BEGIN DATASET

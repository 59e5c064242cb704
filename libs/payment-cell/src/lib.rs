pub mod error;
pub mod models;
pub mod services;

pub use error::*;
pub use models::*;
pub use services::gateway::{OrderRequest, PaymentGateway, RazorpayClient};
pub use services::verifier::{compute_signature, verify, PaymentVerifier};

END DATASET

TASK PROMPT ▸
The records above are to be given again in full, exactly as written.

COMPLETED TASK ▸
repository 59e5c064242cb704
filename libs/payment-cell/src/lib.rs
pub mod error;
pub mod models;
pub mod services;

pub use error::*;
pub use models::*;
pub use services::gateway::{OrderRequest, PaymentGateway, RazorpayClient};
pub use services::verifier::{compute_signature, verify, PaymentVerifier};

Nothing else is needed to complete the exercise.